- Exercise inputs:
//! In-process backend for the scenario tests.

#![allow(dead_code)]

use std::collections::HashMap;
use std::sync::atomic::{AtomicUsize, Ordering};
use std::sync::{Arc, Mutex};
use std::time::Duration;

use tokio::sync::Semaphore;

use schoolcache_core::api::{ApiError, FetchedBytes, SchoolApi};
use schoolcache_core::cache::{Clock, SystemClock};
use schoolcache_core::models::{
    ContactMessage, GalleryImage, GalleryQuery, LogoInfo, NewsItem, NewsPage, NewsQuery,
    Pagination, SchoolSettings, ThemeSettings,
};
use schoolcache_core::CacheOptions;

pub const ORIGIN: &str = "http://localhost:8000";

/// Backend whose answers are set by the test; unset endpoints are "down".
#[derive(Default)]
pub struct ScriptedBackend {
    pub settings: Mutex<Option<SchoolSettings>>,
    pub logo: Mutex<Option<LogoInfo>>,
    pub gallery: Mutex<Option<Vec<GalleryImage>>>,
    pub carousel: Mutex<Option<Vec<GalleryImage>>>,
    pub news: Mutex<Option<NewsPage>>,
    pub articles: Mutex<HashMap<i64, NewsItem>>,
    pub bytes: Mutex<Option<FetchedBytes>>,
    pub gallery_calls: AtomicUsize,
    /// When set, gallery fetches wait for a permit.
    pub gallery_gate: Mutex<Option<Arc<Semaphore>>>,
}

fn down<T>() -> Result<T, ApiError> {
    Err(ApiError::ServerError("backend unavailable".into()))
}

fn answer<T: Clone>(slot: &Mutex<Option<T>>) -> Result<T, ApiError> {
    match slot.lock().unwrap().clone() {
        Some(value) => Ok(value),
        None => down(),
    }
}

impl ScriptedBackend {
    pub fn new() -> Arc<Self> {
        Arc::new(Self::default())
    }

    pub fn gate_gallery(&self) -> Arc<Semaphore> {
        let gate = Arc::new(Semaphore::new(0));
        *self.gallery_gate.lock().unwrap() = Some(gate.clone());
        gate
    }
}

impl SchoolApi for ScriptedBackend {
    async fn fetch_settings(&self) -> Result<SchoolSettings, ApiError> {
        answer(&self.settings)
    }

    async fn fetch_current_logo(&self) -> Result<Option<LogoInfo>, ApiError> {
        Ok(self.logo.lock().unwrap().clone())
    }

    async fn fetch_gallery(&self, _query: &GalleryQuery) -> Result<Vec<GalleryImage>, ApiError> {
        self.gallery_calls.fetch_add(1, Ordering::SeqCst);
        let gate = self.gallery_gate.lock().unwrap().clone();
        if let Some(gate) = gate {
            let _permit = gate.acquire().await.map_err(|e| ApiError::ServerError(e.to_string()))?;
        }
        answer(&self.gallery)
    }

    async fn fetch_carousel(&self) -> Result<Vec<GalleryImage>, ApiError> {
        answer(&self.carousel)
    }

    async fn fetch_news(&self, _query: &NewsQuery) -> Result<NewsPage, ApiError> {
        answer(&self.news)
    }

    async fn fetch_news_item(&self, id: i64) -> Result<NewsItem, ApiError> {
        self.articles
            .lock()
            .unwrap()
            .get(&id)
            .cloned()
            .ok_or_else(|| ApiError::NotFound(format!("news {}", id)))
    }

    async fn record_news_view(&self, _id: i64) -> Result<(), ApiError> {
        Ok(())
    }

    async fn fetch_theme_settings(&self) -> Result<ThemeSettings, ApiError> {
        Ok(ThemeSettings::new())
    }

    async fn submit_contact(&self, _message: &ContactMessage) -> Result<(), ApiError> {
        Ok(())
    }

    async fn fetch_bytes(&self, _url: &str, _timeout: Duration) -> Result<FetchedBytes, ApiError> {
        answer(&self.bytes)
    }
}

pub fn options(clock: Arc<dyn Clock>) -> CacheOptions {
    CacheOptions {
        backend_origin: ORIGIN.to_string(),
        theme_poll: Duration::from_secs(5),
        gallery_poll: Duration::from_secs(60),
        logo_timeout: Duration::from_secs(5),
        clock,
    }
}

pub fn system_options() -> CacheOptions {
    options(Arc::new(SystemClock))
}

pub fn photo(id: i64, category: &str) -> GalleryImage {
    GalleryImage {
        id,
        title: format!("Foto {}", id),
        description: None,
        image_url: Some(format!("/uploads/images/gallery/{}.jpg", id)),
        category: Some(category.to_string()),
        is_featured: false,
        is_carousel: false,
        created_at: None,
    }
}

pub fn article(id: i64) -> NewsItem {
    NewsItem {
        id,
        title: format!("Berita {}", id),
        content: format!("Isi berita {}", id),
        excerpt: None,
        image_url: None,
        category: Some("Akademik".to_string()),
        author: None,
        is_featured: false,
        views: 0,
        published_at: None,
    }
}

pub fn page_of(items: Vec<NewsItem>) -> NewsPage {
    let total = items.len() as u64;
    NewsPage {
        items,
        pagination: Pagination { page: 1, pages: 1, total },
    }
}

- Required action:
Please transcribe the whole listing exactly as it stands.

- Completed task:
//! In-process backend for the scenario tests.

#![allow(dead_code)]

use std::collections::HashMap;
use std::sync::atomic::{AtomicUsize, Ordering};
use std::sync::{Arc, Mutex};
use std::time::Duration;

use tokio::sync::Semaphore;

use schoolcache_core::api::{ApiError, FetchedBytes, SchoolApi};
use schoolcache_core::cache::{Clock, SystemClock};
use schoolcache_core::models::{
    ContactMessage, GalleryImage, GalleryQuery, LogoInfo, NewsItem, NewsPage, NewsQuery,
    Pagination, SchoolSettings, ThemeSettings,
};
use schoolcache_core::CacheOptions;

pub const ORIGIN: &str = "http://localhost:8000";

/// Backend whose answers are set by the test; unset endpoints are "down".
#[derive(Default)]
pub struct ScriptedBackend {
    pub settings: Mutex<Option<SchoolSettings>>,
    pub logo: Mutex<Option<LogoInfo>>,
    pub gallery: Mutex<Option<Vec<GalleryImage>>>,
    pub carousel: Mutex<Option<Vec<GalleryImage>>>,
    pub news: Mutex<Option<NewsPage>>,
    pub articles: Mutex<HashMap<i64, NewsItem>>,
    pub bytes: Mutex<Option<FetchedBytes>>,
    pub gallery_calls: AtomicUsize,
    /// When set, gallery fetches wait for a permit.
    pub gallery_gate: Mutex<Option<Arc<Semaphore>>>,
}

fn down<T>() -> Result<T, ApiError> {
    Err(ApiError::ServerError("backend unavailable".into()))
}

fn answer<T: Clone>(slot: &Mutex<Option<T>>) -> Result<T, ApiError> {
    match slot.lock().unwrap().clone() {
        Some(value) => Ok(value),
        None => down(),
    }
}

impl ScriptedBackend {
    pub fn new() -> Arc<Self> {
        Arc::new(Self::default())
    }

    pub fn gate_gallery(&self) -> Arc<Semaphore> {
        let gate = Arc::new(Semaphore::new(0));
        *self.gallery_gate.lock().unwrap() = Some(gate.clone());
        gate
    }
}

impl SchoolApi for ScriptedBackend {
    async fn fetch_settings(&self) -> Result<SchoolSettings, ApiError> {
        answer(&self.settings)
    }

    async fn fetch_current_logo(&self) -> Result<Option<LogoInfo>, ApiError> {
        Ok(self.logo.lock().unwrap().clone())
    }

    async fn fetch_gallery(&self, _query: &GalleryQuery) -> Result<Vec<GalleryImage>, ApiError> {
        self.gallery_calls.fetch_add(1, Ordering::SeqCst);
        let gate = self.gallery_gate.lock().unwrap().clone();
        if let Some(gate) = gate {
            let _permit = gate.acquire().await.map_err(|e| ApiError::ServerError(e.to_string()))?;
        }
        answer(&self.gallery)
    }

    async fn fetch_carousel(&self) -> Result<Vec<GalleryImage>, ApiError> {
        answer(&self.carousel)
    }

    async fn fetch_news(&self, _query: &NewsQuery) -> Result<NewsPage, ApiError> {
        answer(&self.news)
    }

    async fn fetch_news_item(&self, id: i64) -> Result<NewsItem, ApiError> {
        self.articles
            .lock()
            .unwrap()
            .get(&id)
            .cloned()
            .ok_or_else(|| ApiError::NotFound(format!("news {}", id)))
    }

    async fn record_news_view(&self, _id: i64) -> Result<(), ApiError> {
        Ok(())
    }

    async fn fetch_theme_settings(&self) -> Result<ThemeSettings, ApiError> {
        Ok(ThemeSettings::new())
    }

    async fn submit_contact(&self, _message: &ContactMessage) -> Result<(), ApiError> {
        Ok(())
    }

    async fn fetch_bytes(&self, _url: &str, _timeout: Duration) -> Result<FetchedBytes, ApiError> {
        answer(&self.bytes)
    }
}

pub fn options(clock: Arc<dyn Clock>) -> CacheOptions {
    CacheOptions {
        backend_origin: ORIGIN.to_string(),
        theme_poll: Duration::from_secs(5),
        gallery_poll: Duration::from_secs(60),
        logo_timeout: Duration::from_secs(5),
        clock,
    }
}

pub fn system_options() -> CacheOptions {
    options(Arc::new(SystemClock))
}

pub fn photo(id: i64, category: &str) -> GalleryImage {
    GalleryImage {
        id,
        title: format!("Foto {}", id),
        description: None,
        image_url: Some(format!("/uploads/images/gallery/{}.jpg", id)),
        category: Some(category.to_string()),
        is_featured: false,
        is_carousel: false,
        created_at: None,
    }
}

pub fn article(id: i64) -> NewsItem {
    NewsItem {
        id,
        title: format!("Berita {}", id),
        content: format!("Isi berita {}", id),
        excerpt: None,
        image_url: None,
        category: Some("Akademik".to_string()),
        author: None,
        is_featured: false,
        views: 0,
        published_at: None,
    }
}

pub fn page_of(items: Vec<NewsItem>) -> NewsPage {
    let total = items.len() as u64;
    NewsPage {
        items,
        pagination: Pagination { page: 1, pages: 1, total },
    }
}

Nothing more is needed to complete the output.